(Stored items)
---

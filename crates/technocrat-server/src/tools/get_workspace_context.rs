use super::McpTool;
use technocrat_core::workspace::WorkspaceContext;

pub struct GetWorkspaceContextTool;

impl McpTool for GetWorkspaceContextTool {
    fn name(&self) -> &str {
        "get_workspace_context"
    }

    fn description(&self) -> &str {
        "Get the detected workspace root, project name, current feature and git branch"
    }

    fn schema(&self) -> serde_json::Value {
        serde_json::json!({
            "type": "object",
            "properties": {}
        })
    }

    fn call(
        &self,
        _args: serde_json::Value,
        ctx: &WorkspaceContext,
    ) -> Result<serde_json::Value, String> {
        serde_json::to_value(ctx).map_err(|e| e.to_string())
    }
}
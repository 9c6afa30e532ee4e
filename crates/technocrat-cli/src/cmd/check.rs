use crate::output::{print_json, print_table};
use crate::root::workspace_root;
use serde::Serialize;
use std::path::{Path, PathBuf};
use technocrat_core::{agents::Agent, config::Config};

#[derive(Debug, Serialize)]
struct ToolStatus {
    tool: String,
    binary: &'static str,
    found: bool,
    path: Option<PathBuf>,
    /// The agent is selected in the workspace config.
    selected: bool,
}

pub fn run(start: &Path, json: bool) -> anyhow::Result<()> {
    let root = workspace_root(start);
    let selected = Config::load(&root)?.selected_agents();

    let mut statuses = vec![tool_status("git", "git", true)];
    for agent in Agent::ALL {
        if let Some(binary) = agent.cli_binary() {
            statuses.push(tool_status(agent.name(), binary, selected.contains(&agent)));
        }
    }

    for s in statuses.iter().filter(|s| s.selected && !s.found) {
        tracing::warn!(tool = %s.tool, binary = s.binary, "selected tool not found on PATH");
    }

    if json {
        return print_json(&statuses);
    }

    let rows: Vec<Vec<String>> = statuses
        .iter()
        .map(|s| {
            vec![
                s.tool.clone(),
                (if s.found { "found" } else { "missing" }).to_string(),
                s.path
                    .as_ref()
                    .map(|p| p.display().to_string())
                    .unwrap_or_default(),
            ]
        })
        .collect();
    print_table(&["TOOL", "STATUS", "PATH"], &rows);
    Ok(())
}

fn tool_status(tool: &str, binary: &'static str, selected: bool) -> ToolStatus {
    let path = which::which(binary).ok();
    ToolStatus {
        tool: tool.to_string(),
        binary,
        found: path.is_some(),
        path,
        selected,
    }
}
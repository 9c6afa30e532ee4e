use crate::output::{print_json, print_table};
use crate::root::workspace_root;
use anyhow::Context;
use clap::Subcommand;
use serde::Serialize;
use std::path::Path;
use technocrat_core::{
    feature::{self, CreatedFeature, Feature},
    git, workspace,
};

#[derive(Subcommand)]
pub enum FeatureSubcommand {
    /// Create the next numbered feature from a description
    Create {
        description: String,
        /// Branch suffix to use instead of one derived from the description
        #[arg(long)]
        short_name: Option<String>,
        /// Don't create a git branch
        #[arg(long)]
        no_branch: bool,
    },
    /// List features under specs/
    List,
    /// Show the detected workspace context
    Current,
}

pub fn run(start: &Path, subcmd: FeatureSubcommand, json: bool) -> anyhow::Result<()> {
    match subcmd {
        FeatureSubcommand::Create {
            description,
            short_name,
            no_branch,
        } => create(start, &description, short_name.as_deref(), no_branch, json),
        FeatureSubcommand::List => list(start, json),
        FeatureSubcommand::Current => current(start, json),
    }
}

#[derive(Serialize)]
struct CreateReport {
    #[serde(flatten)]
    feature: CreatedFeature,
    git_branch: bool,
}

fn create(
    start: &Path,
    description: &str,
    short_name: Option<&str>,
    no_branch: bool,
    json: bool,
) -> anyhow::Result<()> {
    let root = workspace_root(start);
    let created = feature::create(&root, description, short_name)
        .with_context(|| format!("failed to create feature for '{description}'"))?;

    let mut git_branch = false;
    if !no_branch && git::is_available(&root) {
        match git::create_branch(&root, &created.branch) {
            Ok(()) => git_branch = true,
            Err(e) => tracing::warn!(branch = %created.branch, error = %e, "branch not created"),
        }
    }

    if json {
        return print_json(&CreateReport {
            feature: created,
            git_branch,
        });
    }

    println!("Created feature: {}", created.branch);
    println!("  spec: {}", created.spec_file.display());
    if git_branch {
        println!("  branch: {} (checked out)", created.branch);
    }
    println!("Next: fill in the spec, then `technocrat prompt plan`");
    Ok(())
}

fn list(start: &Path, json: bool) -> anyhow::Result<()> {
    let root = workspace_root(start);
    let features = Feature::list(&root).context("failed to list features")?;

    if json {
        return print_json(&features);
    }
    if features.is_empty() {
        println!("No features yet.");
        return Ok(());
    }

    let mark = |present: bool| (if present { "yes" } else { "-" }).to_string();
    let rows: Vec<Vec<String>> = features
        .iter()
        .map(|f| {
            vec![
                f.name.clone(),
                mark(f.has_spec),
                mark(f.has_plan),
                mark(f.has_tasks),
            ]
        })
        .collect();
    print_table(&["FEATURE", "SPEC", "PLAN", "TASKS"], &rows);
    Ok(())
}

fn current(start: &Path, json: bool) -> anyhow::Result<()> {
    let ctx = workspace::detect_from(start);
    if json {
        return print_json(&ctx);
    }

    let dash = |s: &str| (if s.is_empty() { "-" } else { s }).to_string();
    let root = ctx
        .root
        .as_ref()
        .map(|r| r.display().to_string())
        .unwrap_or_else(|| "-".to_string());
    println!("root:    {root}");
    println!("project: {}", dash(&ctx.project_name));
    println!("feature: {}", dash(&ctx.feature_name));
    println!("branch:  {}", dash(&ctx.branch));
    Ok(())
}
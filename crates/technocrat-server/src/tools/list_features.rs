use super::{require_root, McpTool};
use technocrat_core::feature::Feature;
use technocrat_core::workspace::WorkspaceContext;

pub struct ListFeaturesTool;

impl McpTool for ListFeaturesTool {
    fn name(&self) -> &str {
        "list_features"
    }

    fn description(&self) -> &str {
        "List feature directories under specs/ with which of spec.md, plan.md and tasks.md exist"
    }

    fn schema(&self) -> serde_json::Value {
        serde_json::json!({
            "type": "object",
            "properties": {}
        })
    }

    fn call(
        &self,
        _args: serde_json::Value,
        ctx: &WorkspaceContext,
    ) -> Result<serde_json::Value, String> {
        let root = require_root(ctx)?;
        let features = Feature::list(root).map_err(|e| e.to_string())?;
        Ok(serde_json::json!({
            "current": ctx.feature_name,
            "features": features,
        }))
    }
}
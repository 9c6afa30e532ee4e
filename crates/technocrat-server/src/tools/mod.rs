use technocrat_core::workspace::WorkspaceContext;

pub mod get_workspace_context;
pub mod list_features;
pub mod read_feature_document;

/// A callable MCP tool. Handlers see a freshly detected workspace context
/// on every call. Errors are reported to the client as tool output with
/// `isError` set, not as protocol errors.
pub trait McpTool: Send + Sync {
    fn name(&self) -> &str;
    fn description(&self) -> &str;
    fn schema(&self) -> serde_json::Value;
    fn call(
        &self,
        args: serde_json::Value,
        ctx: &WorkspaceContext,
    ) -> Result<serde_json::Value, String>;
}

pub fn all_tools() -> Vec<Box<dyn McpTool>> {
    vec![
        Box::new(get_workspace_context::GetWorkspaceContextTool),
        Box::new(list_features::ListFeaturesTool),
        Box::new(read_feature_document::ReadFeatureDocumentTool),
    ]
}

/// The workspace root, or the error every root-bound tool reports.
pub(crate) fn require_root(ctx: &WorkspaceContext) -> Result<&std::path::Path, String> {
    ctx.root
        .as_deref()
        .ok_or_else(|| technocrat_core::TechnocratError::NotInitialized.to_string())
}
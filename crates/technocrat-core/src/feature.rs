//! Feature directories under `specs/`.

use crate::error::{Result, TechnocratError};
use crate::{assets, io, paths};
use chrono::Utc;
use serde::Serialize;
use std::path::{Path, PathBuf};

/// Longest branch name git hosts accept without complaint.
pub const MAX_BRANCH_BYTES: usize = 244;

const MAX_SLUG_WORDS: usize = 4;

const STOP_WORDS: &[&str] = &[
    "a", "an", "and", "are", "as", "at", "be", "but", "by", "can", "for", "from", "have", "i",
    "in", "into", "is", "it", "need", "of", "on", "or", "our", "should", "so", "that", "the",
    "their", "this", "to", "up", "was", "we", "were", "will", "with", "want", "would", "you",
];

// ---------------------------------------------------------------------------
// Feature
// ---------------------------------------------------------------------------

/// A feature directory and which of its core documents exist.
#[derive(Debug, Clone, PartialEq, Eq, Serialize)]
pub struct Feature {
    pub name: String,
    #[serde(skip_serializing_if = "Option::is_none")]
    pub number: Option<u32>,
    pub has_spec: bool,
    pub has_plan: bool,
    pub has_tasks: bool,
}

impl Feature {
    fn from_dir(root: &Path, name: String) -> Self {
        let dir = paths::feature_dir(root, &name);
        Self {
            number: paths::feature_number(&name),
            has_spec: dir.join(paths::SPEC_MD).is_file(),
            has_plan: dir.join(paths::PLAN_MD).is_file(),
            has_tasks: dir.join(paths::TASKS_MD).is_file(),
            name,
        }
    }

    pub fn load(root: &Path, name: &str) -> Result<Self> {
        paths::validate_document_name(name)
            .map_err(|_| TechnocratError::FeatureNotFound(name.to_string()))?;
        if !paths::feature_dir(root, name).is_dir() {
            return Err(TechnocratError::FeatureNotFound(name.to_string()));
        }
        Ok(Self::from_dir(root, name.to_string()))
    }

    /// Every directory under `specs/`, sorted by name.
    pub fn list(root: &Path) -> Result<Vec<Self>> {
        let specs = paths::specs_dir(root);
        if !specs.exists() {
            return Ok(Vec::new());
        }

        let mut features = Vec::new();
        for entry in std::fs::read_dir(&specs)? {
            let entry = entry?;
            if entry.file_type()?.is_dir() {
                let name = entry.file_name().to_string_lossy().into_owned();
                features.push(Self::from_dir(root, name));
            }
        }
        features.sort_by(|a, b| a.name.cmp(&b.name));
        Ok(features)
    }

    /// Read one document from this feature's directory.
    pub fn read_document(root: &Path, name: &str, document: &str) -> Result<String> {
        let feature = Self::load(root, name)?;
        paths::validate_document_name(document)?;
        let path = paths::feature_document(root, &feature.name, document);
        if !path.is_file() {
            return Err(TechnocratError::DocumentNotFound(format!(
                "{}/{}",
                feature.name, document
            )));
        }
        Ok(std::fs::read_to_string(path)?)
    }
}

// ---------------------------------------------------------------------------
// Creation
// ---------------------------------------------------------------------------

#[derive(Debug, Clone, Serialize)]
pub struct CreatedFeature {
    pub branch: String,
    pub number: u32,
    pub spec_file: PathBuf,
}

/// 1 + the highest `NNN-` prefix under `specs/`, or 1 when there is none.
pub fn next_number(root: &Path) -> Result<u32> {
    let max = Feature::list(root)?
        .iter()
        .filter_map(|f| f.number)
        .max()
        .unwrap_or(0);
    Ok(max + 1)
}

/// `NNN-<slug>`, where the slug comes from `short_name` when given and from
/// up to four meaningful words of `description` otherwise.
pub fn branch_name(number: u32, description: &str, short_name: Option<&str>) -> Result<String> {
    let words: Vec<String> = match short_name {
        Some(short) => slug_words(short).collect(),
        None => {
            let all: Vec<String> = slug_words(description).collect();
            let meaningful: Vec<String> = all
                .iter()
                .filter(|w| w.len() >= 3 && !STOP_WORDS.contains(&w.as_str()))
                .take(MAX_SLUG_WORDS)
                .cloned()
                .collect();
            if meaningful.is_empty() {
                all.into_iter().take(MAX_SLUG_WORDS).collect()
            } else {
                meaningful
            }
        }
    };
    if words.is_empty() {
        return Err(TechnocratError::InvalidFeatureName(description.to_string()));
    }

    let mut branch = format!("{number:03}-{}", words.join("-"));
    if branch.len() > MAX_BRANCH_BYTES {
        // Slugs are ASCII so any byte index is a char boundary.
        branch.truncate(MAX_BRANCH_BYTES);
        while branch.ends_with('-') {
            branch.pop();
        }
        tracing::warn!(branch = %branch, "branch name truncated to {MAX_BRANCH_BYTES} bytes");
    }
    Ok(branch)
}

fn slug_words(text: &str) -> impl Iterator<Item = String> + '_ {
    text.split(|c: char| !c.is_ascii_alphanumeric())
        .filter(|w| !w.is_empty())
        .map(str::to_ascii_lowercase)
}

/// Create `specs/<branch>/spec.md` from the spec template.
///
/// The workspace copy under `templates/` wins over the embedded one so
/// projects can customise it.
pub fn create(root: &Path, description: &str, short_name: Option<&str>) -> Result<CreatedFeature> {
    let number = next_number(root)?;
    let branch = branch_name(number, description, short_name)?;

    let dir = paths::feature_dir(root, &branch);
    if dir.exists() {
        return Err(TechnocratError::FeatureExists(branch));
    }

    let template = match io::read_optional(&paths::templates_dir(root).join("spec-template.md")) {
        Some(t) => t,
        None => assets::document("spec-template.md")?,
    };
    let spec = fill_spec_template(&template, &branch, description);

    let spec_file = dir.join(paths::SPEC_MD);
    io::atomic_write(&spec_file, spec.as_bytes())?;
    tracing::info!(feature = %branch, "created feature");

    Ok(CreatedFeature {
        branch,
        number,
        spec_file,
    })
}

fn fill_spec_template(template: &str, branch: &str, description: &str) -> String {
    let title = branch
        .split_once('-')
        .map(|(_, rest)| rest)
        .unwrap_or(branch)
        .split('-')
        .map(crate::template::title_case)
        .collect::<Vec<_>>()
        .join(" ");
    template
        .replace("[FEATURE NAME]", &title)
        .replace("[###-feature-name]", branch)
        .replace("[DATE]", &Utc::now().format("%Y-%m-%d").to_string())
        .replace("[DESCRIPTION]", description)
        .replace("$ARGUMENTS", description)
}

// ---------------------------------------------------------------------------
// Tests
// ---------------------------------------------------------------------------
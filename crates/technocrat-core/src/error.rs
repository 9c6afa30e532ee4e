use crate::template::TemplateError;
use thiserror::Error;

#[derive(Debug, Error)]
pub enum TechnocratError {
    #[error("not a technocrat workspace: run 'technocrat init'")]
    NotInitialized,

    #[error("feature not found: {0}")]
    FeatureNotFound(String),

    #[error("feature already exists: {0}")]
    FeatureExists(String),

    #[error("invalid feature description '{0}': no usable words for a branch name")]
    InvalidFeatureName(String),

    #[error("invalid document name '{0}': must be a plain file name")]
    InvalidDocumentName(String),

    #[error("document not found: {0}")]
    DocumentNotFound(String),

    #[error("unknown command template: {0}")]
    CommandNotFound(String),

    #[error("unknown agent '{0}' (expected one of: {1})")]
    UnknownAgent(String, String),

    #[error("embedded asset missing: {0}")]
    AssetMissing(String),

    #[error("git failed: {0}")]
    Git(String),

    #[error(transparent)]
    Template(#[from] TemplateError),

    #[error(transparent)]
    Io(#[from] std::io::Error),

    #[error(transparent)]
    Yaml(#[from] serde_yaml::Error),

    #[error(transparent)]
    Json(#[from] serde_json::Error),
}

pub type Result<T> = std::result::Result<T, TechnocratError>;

---

Wherever the string "CreatedFeature" is found in the entries, copy the line it sits in.

    feature::{self, CreatedFeature, Feature},
    feature: CreatedFeature,
pub struct CreatedFeature {
pub fn create(root: &Path, description: &str, short_name: Option<&str>) -> Result<CreatedFeature> {
    Ok(CreatedFeature {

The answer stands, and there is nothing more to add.